Addressing Disparities in Access to Transplant: The ESRD Patient Evaluation Clearinghouse (EPEC) - Funding Opportunity Number: CMS-1W1-22-001
CFDA: 93.779
Applicant Name: The University of Illinois at Chicago
Descriptive Title of Applicant Project: Addressing Disparities in Access to Transplant: The ESRD Patient Evaluation Clearinghouse (EPEC)
Project Abstract (2762 of 4000 characters)
The prevailing literature of the field asserts that end stage renal disease (ESRD), like it’s precursors hypertension and diabetes, is disproportionately borne by persons of burdened socioeconomic and demographic status. Renal transplant is the optimal therapy for ESRD yet minorities face disparities in transplant referral, evaluation, listing, and outcomes. Printed materials, online resources, and face-to-face interventions have attempted to address disparities in transplantation and living donation along racial and socioeconomic lines. However, they often fail to address the gatekeeping of nephrology and dialysis providers or the general lack of inter-program standards impeding the patient’s ability to access transplantation.
Researchers at the University of Illinois at Chicago (UIC) developed the ESRD Patient Evaluation Clearinghouse (EPEC) research project to take aim at those barriers to a successful, efficient transplant experience. The research pilots personalized assessments of dialysis patients by unaffiliated transplant professionals. The study will intentionally engage patients at dialysis centers in Cook County’s low-resourced neighborhoods to ensure oversampling of burdened populations demonstrated to suffer from disparities in access to renal transplant. The goals of the project are to inform patients of their individualized characteristics impacting transplantability and educate them regarding Cook County transplant tendencies which provide the most utility to them and do so in a manner respectful of their culture and transplant knowledgeability. The intended outcome of the research is the efficient matching of participant characteristics to transplant program functionality as to lessen the socioeconomic and demographic disparities in access to renal transplantation. Long-term researchers expect additional Medicare beneficiaries will seek and attain transplants with each beneficiary conversion saving CMS $54,666 per patient per year.

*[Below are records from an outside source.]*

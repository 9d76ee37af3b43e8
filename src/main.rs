use std::env;
use std::process::ExitCode;
use std::time::{Duration, Instant};

use checkers_engine::board::{Board, EndReason, Side};
use checkers_engine::client::{Mode, Session, StdioChannel};
use checkers_engine::engine::EngineOptions;
use checkers_engine::player::{Player, RandomPlayer, SearchPlayer};

/// Self-play games are called a draw after this many plies.
const SELF_PLAY_MAX_PLIES: usize = 200;

struct Args {
    mode: Mode,
    self_play: bool,
    random: bool,
    list_options: bool,
    move_time: Duration,
    options: EngineOptions,
}

fn usage() -> &'static str {
    "usage: checkers [--game KEY] [--random] [--self-play] [--move-time MS] \
     [--set NAME=VALUE]... [--list-options]"
}

fn parse_args() -> Result<Args, String> {
    let mut args = Args {
        mode: Mode::Standalone,
        self_play: false,
        random: false,
        list_options: false,
        move_time: Duration::from_millis(1000),
        options: EngineOptions::default(),
    };

    let mut iter = env::args().skip(1);
    while let Some(arg) = iter.next() {
        match arg.as_str() {
            "--game" => {
                let key = iter.next().ok_or("--game needs a key")?;
                args.mode = Mode::Game(key);
            }
            "--self-play" => args.self_play = true,
            "--random" => args.random = true,
            "--list-options" => args.list_options = true,
            "--move-time" => {
                let ms = iter
                    .next()
                    .and_then(|v| v.parse::<u64>().ok())
                    .ok_or("--move-time needs milliseconds")?;
                args.move_time = Duration::from_millis(ms);
            }
            "--set" => {
                let assignment = iter.next().ok_or("--set needs name=value")?;
                args.options.apply_assignment(&assignment);
            }
            "-h" | "--help" => return Err(usage().to_string()),
            other => return Err(format!("unknown argument {other:?}\n{}", usage())),
        }
    }
    Ok(args)
}

/// The configured player; `search` is used unless `--random` was given.
fn make_player(random: bool, search: SearchPlayer) -> Box<dyn Player> {
    if random {
        Box::new(RandomPlayer::new())
    } else {
        Box::new(search)
    }
}

/// Both sides played locally. The second player sees the board flipped, as
/// a server would present it.
fn self_play(args: &Args) -> EndReason {
    let mut own = make_player(args.random, SearchPlayer::new(&args.options));
    let mut other: Box<dyn Player> = Box::new(SearchPlayer::new(&args.options));
    let deadline = || Instant::now() + args.move_time;
    own.initialize(true, deadline());
    other.initialize(false, deadline());

    let mut board = Board::new();
    for ply in 0..SELF_PLAY_MAX_PLIES {
        if board.game_over() {
            println!("{board}");
            return match board.side_to_move() {
                Side::Own => EndReason::Loss,
                Side::Other => EndReason::Win,
            };
        }
        let mv = match board.side_to_move() {
            Side::Own => own.play(&board, deadline()),
            Side::Other => other.play(&board.flipped(), deadline()).mirror(),
        };
        if mv.is_null() {
            log::warn!("player returned no move at ply {ply}");
            return EndReason::Draw;
        }
        println!("{ply:3} {}: {mv}", board.side_to_move());
        board.do_move(&mv);
    }
    println!("{board}");
    EndReason::Draw
}

fn main() -> ExitCode {
    env_logger::Builder::from_env(env_logger::Env::default().default_filter_or("info")).init();

    let args = match parse_args() {
        Ok(args) => args,
        Err(message) => {
            eprintln!("{message}");
            return ExitCode::FAILURE;
        }
    };

    if args.list_options {
        for line in args.options.option_lines() {
            println!("{line}");
        }
        return ExitCode::SUCCESS;
    }

    if args.self_play {
        let result = self_play(&args);
        println!("result for own side: {result}");
        return ExitCode::SUCCESS;
    }

    let player = SearchPlayer::new(&args.options);
    let channel = StdioChannel::stdio(player.stop_flag());
    let player = make_player(args.random, player);
    let mut session = Session::new(channel, player, args.mode);
    match session.run() {
        Ok(reason) => {
            log::info!("{}", verdict(reason));
            ExitCode::SUCCESS
        }
        Err(err) => {
            log::error!("{err}");
            ExitCode::FAILURE
        }
    }
}

fn verdict(reason: EndReason) -> &'static str {
    match reason {
        EndReason::Win => "YOU WIN",
        EndReason::Loss => "YOU LOSE",
        EndReason::Draw => "DRAW",
        EndReason::Invalid(_) => "INVALID GAME",
    }
}
use std::fmt;

#[cfg(feature = "serde")]
use serde::{Deserialize, Serialize};

use super::error::BoardError;
use super::types::{
    cell_to_row, is_dark, row_col_to_cell, Cell, Piece, Side, NUM_CELLS, NUM_ROWS,
    PIECES_PER_SIDE,
};

/// Compact, hashable snapshot of the cells and the side to move.
///
/// Three bits per cell (the raw cell code without the invalid bit) plus one
/// bit for the side to move.
#[derive(Clone, Copy, PartialEq, Eq, Hash, Debug)]
pub struct BoardKey(u128);

/// A checkers position: 32 dark cells, the side to move and a piece count.
#[derive(Clone, PartialEq, Eq, Hash, Debug)]
#[cfg_attr(feature = "serde", derive(Serialize, Deserialize))]
pub struct Board {
    pub(crate) cells: [Option<Piece>; NUM_CELLS],
    pub(crate) side_to_move: Side,
    pub(crate) pieces: u8,
}

impl Board {
    /// Standard layout with the own side to move.
    #[must_use]
    pub fn new() -> Self {
        Board::starting(Side::Own)
    }

    /// Standard layout: own men on cells 0-11, other men on cells 20-31.
    #[must_use]
    pub fn starting(side_to_move: Side) -> Self {
        let mut board = Board::empty(side_to_move);
        for i in 0..PIECES_PER_SIDE {
            board.set_piece(i, Some(Piece::man(Side::Own)));
            board.set_piece(NUM_CELLS - 1 - i, Some(Piece::man(Side::Other)));
        }
        board
    }

    pub(crate) fn empty(side_to_move: Side) -> Self {
        Board {
            cells: [None; NUM_CELLS],
            side_to_move,
            pieces: 0,
        }
    }

    /// Build a board from 32 raw cell codes (`CELL_OWN`, `CELL_OTHER`,
    /// optionally or-ed with `CELL_KING`, or `CELL_EMPTY`).
    pub fn from_cells(codes: &[u8], side_to_move: Side) -> Result<Self, BoardError> {
        if codes.len() != NUM_CELLS {
            return Err(BoardError::CellCount { found: codes.len() });
        }
        let mut board = Board::empty(side_to_move);
        for (cell, &code) in codes.iter().enumerate() {
            let piece =
                Piece::from_code(code).map_err(|code| BoardError::InvalidCellCode { cell, code })?;
            board.set_piece(cell, piece);
        }
        Ok(board)
    }

    /// Place or remove a piece, keeping the piece count in sync.
    pub(crate) fn set_piece(&mut self, cell: usize, piece: Option<Piece>) {
        let slot = &mut self.cells[cell];
        match (slot.is_some(), piece.is_some()) {
            (false, true) => self.pieces += 1,
            (true, false) => self.pieces -= 1,
            _ => {}
        }
        *slot = piece;
    }

    #[inline]
    #[must_use]
    pub fn side_to_move(&self) -> Side {
        self.side_to_move
    }

    /// Total number of pieces on the board.
    #[inline]
    #[must_use]
    pub fn piece_count(&self) -> u8 {
        self.pieces
    }

    /// Number of pieces belonging to `side`.
    #[must_use]
    pub fn count(&self, side: Side) -> usize {
        self.cells.iter().flatten().filter(|p| p.side == side).count()
    }

    /// Content of a cell index. Panics if `cell` is not in `[0, 32)`.
    #[inline]
    #[must_use]
    pub fn piece_at(&self, cell: usize) -> Option<Piece> {
        self.cells[cell]
    }

    /// Content of the square at `(row, col)`; [`Cell::Invalid`] for light
    /// squares and squares off the board.
    #[must_use]
    pub fn at(&self, row: i32, col: i32) -> Cell {
        if !is_dark(row, col) {
            return Cell::Invalid;
        }
        Cell::from(self.cells[row_col_to_cell(row as usize, col as usize)])
    }

    /// Occupied cells in index order.
    pub fn pieces(&self) -> impl Iterator<Item = (usize, Piece)> + '_ {
        self.cells
            .iter()
            .enumerate()
            .filter_map(|(cell, piece)| piece.map(|p| (cell, p)))
    }

    /// Raw cell codes, the inverse of [`Board::from_cells`].
    #[must_use]
    pub fn to_cells(&self) -> [u8; NUM_CELLS] {
        let mut codes = [0; NUM_CELLS];
        for (code, piece) in codes.iter_mut().zip(self.cells.iter()) {
            *code = Cell::from(*piece).code();
        }
        codes
    }

    /// Memo key covering the cells and the side to move.
    #[must_use]
    pub fn key(&self) -> BoardKey {
        let mut key = 0u128;
        for (cell, piece) in self.pieces() {
            key |= u128::from(piece.code()) << (3 * cell);
        }
        if self.side_to_move == Side::Other {
            key |= 1u128 << (3 * NUM_CELLS);
        }
        BoardKey(key)
    }

    /// The same position seen by the opposite player: rotated 180 degrees
    /// with the sides swapped.
    #[must_use]
    pub fn flipped(&self) -> Board {
        let mut board = Board::empty(self.side_to_move.opponent());
        for (cell, piece) in self.pieces() {
            let swapped = Piece {
                side: piece.side.opponent(),
                king: piece.king,
            };
            board.set_piece(NUM_CELLS - 1 - cell, Some(swapped));
        }
        board
    }

    /// True if the man on `cell` would be crowned there.
    #[inline]
    pub(crate) fn is_promotion_cell(piece: Piece, cell: usize) -> bool {
        !piece.king && cell_to_row(cell) == piece.side.promotion_row()
    }
}

impl Default for Board {
    fn default() -> Self {
        Self::new()
    }
}

impl fmt::Display for Board {
    /// Row 7 on top, column 7 on the left, as in the cell numbering diagram.
    fn fmt(&self, f: &mut fmt::Formatter<'_>) -> fmt::Result {
        writeln!(f, "----------------")?;
        for row in (0..NUM_ROWS as i32).rev() {
            for col in (0..NUM_ROWS as i32).rev() {
                let glyph = match self.at(row, col) {
                    Cell::Invalid => "  ",
                    Cell::Empty => "..",
                    Cell::Occupied(piece) => piece.glyph(),
                };
                f.write_str(glyph)?;
            }
            writeln!(f)?;
        }
        writeln!(f, "----------------")?;
        write!(f, "{} to move", self.side_to_move)
    }
}
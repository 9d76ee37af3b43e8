//! Precomputed diagonal neighbour tables.

use once_cell::sync::Lazy;

use super::types::{cell_to_col, cell_to_row, is_dark, row_col_to_cell, Piece, Side, NUM_CELLS};

/// Diagonal directions as (row, col) deltas, in generation order:
/// forward-right, forward-left, backward-right, backward-left.
/// "Forward" is toward row 7.
pub(crate) const DIRECTIONS: [(i32, i32); 4] = [(1, -1), (1, 1), (-1, -1), (-1, 1)];

const OWN_MAN_DIRS: [usize; 2] = [0, 1];
const OTHER_MAN_DIRS: [usize; 2] = [2, 3];
const KING_DIRS: [usize; 4] = [0, 1, 2, 3];

/// Direction indices a piece may move and capture along.
#[inline]
pub(crate) fn directions(piece: Piece) -> &'static [usize] {
    match (piece.king, piece.side) {
        (true, _) => &KING_DIRS,
        (false, Side::Own) => &OWN_MAN_DIRS,
        (false, Side::Other) => &OTHER_MAN_DIRS,
    }
}

fn offset(cell: usize, steps: i32, dir: usize) -> Option<u8> {
    let (dr, dc) = DIRECTIONS[dir];
    let row = cell_to_row(cell) as i32 + dr * steps;
    let col = cell_to_col(cell) as i32 + dc * steps;
    is_dark(row, col).then(|| row_col_to_cell(row as usize, col as usize) as u8)
}

/// `STEPS[cell][dir]`: the adjacent cell in direction `dir`.
pub(crate) static STEPS: Lazy<[[Option<u8>; 4]; NUM_CELLS]> = Lazy::new(|| {
    let mut steps = [[None; 4]; NUM_CELLS];
    for (cell, row) in steps.iter_mut().enumerate() {
        for (dir, slot) in row.iter_mut().enumerate() {
            *slot = offset(cell, 1, dir);
        }
    }
    steps
});

/// `JUMPS[cell][dir]`: (jumped-over cell, landing cell) in direction `dir`.
pub(crate) static JUMPS: Lazy<[[Option<(u8, u8)>; 4]; NUM_CELLS]> = Lazy::new(|| {
    let mut jumps = [[None; 4]; NUM_CELLS];
    for (cell, row) in jumps.iter_mut().enumerate() {
        for (dir, slot) in row.iter_mut().enumerate() {
            *slot = offset(cell, 1, dir).zip(offset(cell, 2, dir));
        }
    }
    jumps
});
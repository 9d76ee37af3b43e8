use std::time::{Duration, Instant};

use super::alphabeta::{Interrupted, SearchContext};
use super::constants::{INFINITY, LOSS, NEG_INFINITY, WIN};
use super::{SearchResult, SearchState};
use crate::board::{Board, Move};
use crate::sync::StopFlag;

/// Outcome of one completed root round.
struct Round {
    best: usize,
    value: f32,
    /// False if the whole tree was explored without hitting the depth bound.
    limited: bool,
}

impl SearchState {
    fn context<'a>(
        &'a mut self,
        board: &Board,
        deadline: Option<Instant>,
        stop: Option<&'a StopFlag>,
    ) -> SearchContext<'a> {
        self.round = self.round.wrapping_add(1);
        SearchContext {
            memo: &mut self.memo,
            memo_capacity: self.params.memo_capacity,
            history: &mut self.history,
            eval: &self.eval,
            root_side: board.side_to_move(),
            round: self.round,
            deadline,
            stop,
            nodes: 0,
            memo_hits: 0,
            depth_limited: false,
        }
    }

    /// Search every root move to `depth`, in the given order.
    fn search_root(
        &mut self,
        board: &Board,
        moves: &[Move],
        depth: u32,
        deadline: Option<Instant>,
        stop: Option<&StopFlag>,
    ) -> Result<Round, Interrupted> {
        let mut ctx = self.context(board, deadline, stop);
        let mut alpha = NEG_INFINITY;
        let mut best = 0;

        let mut outcome = Ok(());
        for (i, mv) in moves.iter().enumerate() {
            let child = board.copy_and_move(mv);
            match ctx.alphabeta(&child, alpha, INFINITY, depth.saturating_sub(1), 1) {
                Ok(value) if value > alpha => {
                    alpha = value;
                    best = i;
                }
                Ok(_) => {}
                Err(interrupted) => {
                    outcome = Err(interrupted);
                    break;
                }
            }
        }

        let (nodes, hits, limited) = (ctx.nodes, ctx.memo_hits, ctx.depth_limited);
        self.stats.nodes += nodes;
        self.stats.memo_hits += hits;
        outcome.map(|()| Round {
            best,
            value: alpha,
            limited,
        })
    }

    /// Iterative deepening from depth 1 up to `max_depth`.
    ///
    /// Depth 1 always completes and is the fallback; later rounds that are
    /// interrupted are discarded.
    pub(crate) fn iterative_deepening(
        &mut self,
        board: &Board,
        max_depth: u32,
        deadline: Option<Instant>,
        stop: &StopFlag,
    ) -> Option<SearchResult> {
        let mut moves = board.find_possible_moves();
        if moves.is_empty() {
            return None;
        }
        self.stats.reset();
        self.history.age();

        self.memo.evict_above(board.piece_count());
        self.trim_memo();

        if moves.len() == 1 {
            return Some(SearchResult {
                best_move: moves[0],
                value: board.evaluate_with(&moves, &self.eval),
                depth: 0,
                nodes: 0,
                memo_hits: 0,
            });
        }

        let started = Instant::now();
        // Depth 1 runs without deadline or stop flag and cannot be interrupted.
        let round = self.search_root(board, &moves, 1, None, None).ok()?;
        let mut completed = 1;
        let mut best = round.best;
        let mut value = round.value;
        let mut limited = round.limited;
        let mut last_round = started.elapsed();
        self.log_round(completed, value, &moves[best]);

        for depth in 2..=max_depth {
            if value == WIN || value == LOSS || !limited || stop.is_stopped() {
                break;
            }
            if let Some(deadline) = deadline {
                let now = Instant::now();
                if now >= deadline || last_round * 2 > deadline - now {
                    break;
                }
            }

            self.trim_memo();
            moves[..=best].rotate_right(1);
            best = 0;
            let round_start = Instant::now();
            match self.search_root(board, &moves, depth, deadline, Some(stop)) {
                Ok(round) => {
                    completed = depth;
                    best = round.best;
                    value = round.value;
                    limited = round.limited;
                    last_round = round_start.elapsed();
                    self.log_round(completed, value, &moves[best]);
                }
                Err(Interrupted) => {
                    log::debug!("depth {depth} interrupted, keeping depth {completed}");
                    break;
                }
            }
        }

        Some(SearchResult {
            best_move: moves[best],
            value,
            depth: completed,
            nodes: self.stats.nodes,
            memo_hits: self.stats.memo_hits,
        })
    }

    /// A single uninterruptible round at exactly `depth`, forced moves
    /// included.
    pub(crate) fn fixed_depth(&mut self, board: &Board, depth: u32) -> Option<SearchResult> {
        let moves = board.find_possible_moves();
        if moves.is_empty() {
            return None;
        }
        self.stats.reset();
        let depth = depth.max(1);
        let round = self.search_root(board, &moves, depth, None, None).ok()?;
        self.log_round(depth, round.value, &moves[round.best]);
        Some(SearchResult {
            best_move: moves[round.best],
            value: round.value,
            depth,
            nodes: self.stats.nodes,
            memo_hits: self.stats.memo_hits,
        })
    }

    /// Drop every entry written before the next round once the memo is full.
    fn trim_memo(&mut self) {
        if self.memo.len() >= self.params.memo_capacity {
            self.memo.purge_before(self.round.wrapping_add(1));
        }
    }

    fn log_round(&self, depth: u32, value: f32, best: &Move) {
        log::debug!(
            "depth {depth} value {value:.4} best {best} nodes {} memo hits {} memo size {}",
            self.stats.nodes,
            self.stats.memo_hits,
            self.memo.len()
        );
    }
}

/// Deadline shortened by the move overhead, never earlier than `now`.
pub(crate) fn effective_deadline(deadline: Instant, overhead_ms: u64) -> Instant {
    let now = Instant::now();
    deadline
        .checked_sub(Duration::from_millis(overhead_ms))
        .map_or(now, |d| d.max(now))
}
//! Legal move generation under the forced-capture rule.

use super::tables::{directions, JUMPS, STEPS};
use super::types::Chain;
use super::{Board, Move, Piece, NUM_CELLS};

type Cells = [Option<Piece>; NUM_CELLS];

/// Depth-first search for maximal capture chains starting at `from`.
///
/// Captured pieces are lifted off `cells` while the continuation is explored
/// and put back before trying the next direction, so `cells` is unchanged on
/// return. A chain is emitted only where no further capture exists and at
/// least one hop was taken. Returns true if any capture was available from
/// `from`.
fn collect_jumps(
    cells: &mut Cells,
    piece: Piece,
    from: usize,
    chain: &mut Chain,
    out: &mut Vec<Move>,
) -> bool {
    let mut found = false;

    for &dir in directions(piece) {
        let Some((over, land)) = JUMPS[from][dir] else {
            continue;
        };
        let (over, land) = (over as usize, land as usize);
        let Some(captured) = cells[over].filter(|p| p.side != piece.side) else {
            continue;
        };
        if cells[land].is_some() {
            continue;
        }

        found = true;
        cells[over] = None;
        chain.push(land as u8);
        collect_jumps(cells, piece, land, chain, out);
        chain.pop();
        cells[over] = Some(captured);
    }

    if !found && chain.jumps() > 0 {
        out.push(Move::Jump(*chain));
    }
    found
}

impl Board {
    /// All legal moves for the side to move.
    ///
    /// If any capture exists only maximal capture chains are returned,
    /// shortest first; otherwise every one-step diagonal move. Men move
    /// toward the opponent's back row, kings in all four directions.
    #[must_use]
    pub fn find_possible_moves(&self) -> Vec<Move> {
        let side = self.side_to_move;
        let mut scratch = self.cells;
        let mut jumps = Vec::new();
        let mut movers: Vec<(usize, Piece)> = Vec::with_capacity(12);

        for cell in 0..NUM_CELLS {
            let Some(piece) = scratch[cell].filter(|p| p.side == side) else {
                continue;
            };
            let mut chain = Chain::start(cell as u8);
            let captured = collect_jumps(&mut scratch, piece, cell, &mut chain, &mut jumps);
            if !captured && jumps.is_empty() {
                movers.push((cell, piece));
            }
        }
        debug_assert_eq!(scratch, self.cells, "capture search must restore the board");

        if !jumps.is_empty() {
            jumps.sort_by_key(Move::number_of_jumps);
            return jumps;
        }

        let mut moves = Vec::with_capacity(movers.len() * 2);
        for (cell, piece) in movers {
            for &dir in directions(piece) {
                if let Some(to) = STEPS[cell][dir] {
                    if self.cells[to as usize].is_none() {
                        moves.push(Move::normal(cell as u8, to));
                    }
                }
            }
        }
        moves
    }

    /// True if the side to move has no legal move.
    #[must_use]
    pub fn game_over(&self) -> bool {
        self.find_possible_moves().is_empty()
    }

    /// [`Board::game_over`] for an already generated move list.
    #[inline]
    #[must_use]
    pub fn game_over_with(&self, moves: &[Move]) -> bool {
        moves.is_empty()
    }

    /// Count leaf positions `depth` plies ahead.
    #[must_use]
    pub fn perft(&self, depth: u32) -> u64 {
        if depth == 0 {
            return 1;
        }
        let moves = self.find_possible_moves();
        if depth == 1 {
            return moves.len() as u64;
        }
        moves
            .iter()
            .map(|mv| self.copy_and_move(mv).perft(depth - 1))
            .sum()
    }
}
pub mod board;
pub mod client;
pub mod engine;
pub mod player;
pub mod sync;

pub use board::{Board, EndReason, Move, Piece, Side};
pub use player::{Player, RandomPlayer, SearchPlayer};
pub use sync::StopFlag;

The requested budget for this project is $332,067 during the two-year grant period. The budget supports the manpower needed to create a de novo method of comparing geographically collocated transplant programs and providing individualized support from a transplant professional. A majority of the budget is dedicated to the UIC staff and consultants who will collect and analyze transplant center information, create and administer surveys of ESRD patients, and perform assessment and education sessions for study participants. Evidence to support the hypothesis that individualized intervention improves patient willingness and ability to be transplanted could be impetus for a national transplant patient clearinghouse in an agency of the Department of Health and Human Services.